Data under study Block Start

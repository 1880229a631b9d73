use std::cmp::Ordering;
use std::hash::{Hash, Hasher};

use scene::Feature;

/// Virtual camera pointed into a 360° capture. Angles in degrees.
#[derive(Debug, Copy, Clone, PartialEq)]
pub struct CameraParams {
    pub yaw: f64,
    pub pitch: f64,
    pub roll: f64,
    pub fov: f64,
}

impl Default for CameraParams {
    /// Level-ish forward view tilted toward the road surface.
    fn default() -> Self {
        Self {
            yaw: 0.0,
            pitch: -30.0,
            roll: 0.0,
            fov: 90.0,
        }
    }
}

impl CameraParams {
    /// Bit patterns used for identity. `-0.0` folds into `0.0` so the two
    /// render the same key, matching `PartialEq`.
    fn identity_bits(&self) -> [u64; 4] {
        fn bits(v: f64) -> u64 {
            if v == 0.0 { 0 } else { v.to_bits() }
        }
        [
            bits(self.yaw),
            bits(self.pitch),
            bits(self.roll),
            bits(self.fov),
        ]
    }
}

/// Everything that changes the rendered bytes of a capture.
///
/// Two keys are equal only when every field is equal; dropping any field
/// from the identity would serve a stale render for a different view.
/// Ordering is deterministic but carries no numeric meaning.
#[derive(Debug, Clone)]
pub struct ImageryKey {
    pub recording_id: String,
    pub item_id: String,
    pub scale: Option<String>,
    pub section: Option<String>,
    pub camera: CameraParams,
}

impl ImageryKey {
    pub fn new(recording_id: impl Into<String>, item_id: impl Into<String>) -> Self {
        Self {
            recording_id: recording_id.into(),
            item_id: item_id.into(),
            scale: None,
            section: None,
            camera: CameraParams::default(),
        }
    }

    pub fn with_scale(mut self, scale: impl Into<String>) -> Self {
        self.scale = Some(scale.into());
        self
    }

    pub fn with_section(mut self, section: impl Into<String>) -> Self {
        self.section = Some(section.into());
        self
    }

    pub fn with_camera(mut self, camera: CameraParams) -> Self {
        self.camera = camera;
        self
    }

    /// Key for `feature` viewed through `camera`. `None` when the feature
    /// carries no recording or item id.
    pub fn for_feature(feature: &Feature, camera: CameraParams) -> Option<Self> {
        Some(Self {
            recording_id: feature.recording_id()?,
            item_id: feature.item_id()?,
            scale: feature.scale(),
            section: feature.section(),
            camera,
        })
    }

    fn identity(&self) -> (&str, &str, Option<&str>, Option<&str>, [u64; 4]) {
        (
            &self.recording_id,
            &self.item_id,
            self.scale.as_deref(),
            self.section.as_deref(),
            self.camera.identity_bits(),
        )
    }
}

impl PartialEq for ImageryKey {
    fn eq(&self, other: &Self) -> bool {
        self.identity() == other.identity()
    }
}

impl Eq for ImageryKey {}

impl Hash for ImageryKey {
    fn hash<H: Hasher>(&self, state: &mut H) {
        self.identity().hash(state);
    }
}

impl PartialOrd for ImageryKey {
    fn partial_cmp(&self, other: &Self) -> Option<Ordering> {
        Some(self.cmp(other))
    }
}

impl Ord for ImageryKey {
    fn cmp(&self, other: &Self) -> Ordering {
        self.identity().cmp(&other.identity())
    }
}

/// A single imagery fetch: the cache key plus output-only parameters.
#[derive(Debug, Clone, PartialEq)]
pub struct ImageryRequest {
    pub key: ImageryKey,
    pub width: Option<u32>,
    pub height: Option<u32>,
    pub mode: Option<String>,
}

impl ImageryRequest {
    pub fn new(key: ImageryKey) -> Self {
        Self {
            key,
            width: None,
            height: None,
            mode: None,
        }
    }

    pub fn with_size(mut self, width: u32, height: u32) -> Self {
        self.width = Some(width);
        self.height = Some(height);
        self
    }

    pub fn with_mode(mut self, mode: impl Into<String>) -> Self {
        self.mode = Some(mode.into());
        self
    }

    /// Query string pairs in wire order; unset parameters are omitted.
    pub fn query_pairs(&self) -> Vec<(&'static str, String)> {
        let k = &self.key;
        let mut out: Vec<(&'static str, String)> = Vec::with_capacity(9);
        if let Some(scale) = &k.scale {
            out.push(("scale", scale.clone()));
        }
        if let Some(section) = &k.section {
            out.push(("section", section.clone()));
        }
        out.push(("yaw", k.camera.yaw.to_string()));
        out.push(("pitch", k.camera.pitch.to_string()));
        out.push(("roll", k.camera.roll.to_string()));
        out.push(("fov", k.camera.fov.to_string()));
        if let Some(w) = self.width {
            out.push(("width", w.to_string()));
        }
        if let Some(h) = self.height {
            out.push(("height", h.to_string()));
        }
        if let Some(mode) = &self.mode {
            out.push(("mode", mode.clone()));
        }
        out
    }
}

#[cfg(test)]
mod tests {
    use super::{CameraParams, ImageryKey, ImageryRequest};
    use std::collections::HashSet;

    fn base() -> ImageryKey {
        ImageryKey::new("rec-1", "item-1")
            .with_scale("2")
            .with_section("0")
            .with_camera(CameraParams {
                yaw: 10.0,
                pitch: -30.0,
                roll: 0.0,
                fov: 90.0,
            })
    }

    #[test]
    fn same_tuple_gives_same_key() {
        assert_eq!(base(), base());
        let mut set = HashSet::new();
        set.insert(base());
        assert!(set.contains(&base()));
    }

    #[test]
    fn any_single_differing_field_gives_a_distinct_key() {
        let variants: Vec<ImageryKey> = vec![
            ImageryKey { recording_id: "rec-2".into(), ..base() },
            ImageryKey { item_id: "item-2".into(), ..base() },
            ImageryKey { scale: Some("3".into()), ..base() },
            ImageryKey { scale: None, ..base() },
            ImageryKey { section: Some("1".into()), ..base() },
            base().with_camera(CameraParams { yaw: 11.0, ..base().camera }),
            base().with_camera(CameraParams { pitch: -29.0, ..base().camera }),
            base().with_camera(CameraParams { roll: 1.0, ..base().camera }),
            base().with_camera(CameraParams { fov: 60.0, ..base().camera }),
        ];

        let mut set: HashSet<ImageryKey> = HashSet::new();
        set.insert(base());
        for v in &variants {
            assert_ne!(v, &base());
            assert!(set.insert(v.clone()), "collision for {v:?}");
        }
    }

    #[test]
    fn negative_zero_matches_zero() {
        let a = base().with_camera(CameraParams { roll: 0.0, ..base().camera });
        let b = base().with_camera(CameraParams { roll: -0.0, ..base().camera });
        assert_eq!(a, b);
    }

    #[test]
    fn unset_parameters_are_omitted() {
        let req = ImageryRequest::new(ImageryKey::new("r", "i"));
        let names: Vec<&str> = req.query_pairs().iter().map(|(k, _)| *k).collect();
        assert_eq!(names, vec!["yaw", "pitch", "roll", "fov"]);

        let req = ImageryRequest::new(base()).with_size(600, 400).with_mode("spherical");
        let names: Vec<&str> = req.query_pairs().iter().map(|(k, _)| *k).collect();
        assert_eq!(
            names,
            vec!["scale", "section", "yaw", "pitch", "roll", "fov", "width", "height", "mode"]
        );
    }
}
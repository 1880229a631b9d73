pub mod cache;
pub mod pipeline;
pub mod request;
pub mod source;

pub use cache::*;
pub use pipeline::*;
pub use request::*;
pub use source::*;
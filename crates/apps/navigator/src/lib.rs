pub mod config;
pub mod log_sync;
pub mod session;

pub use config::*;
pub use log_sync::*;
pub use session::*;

Data under study Block End

Action item:
Please determine how many lines in the entries contain the word "other" and reply with that figure alone.

Output of the task:
6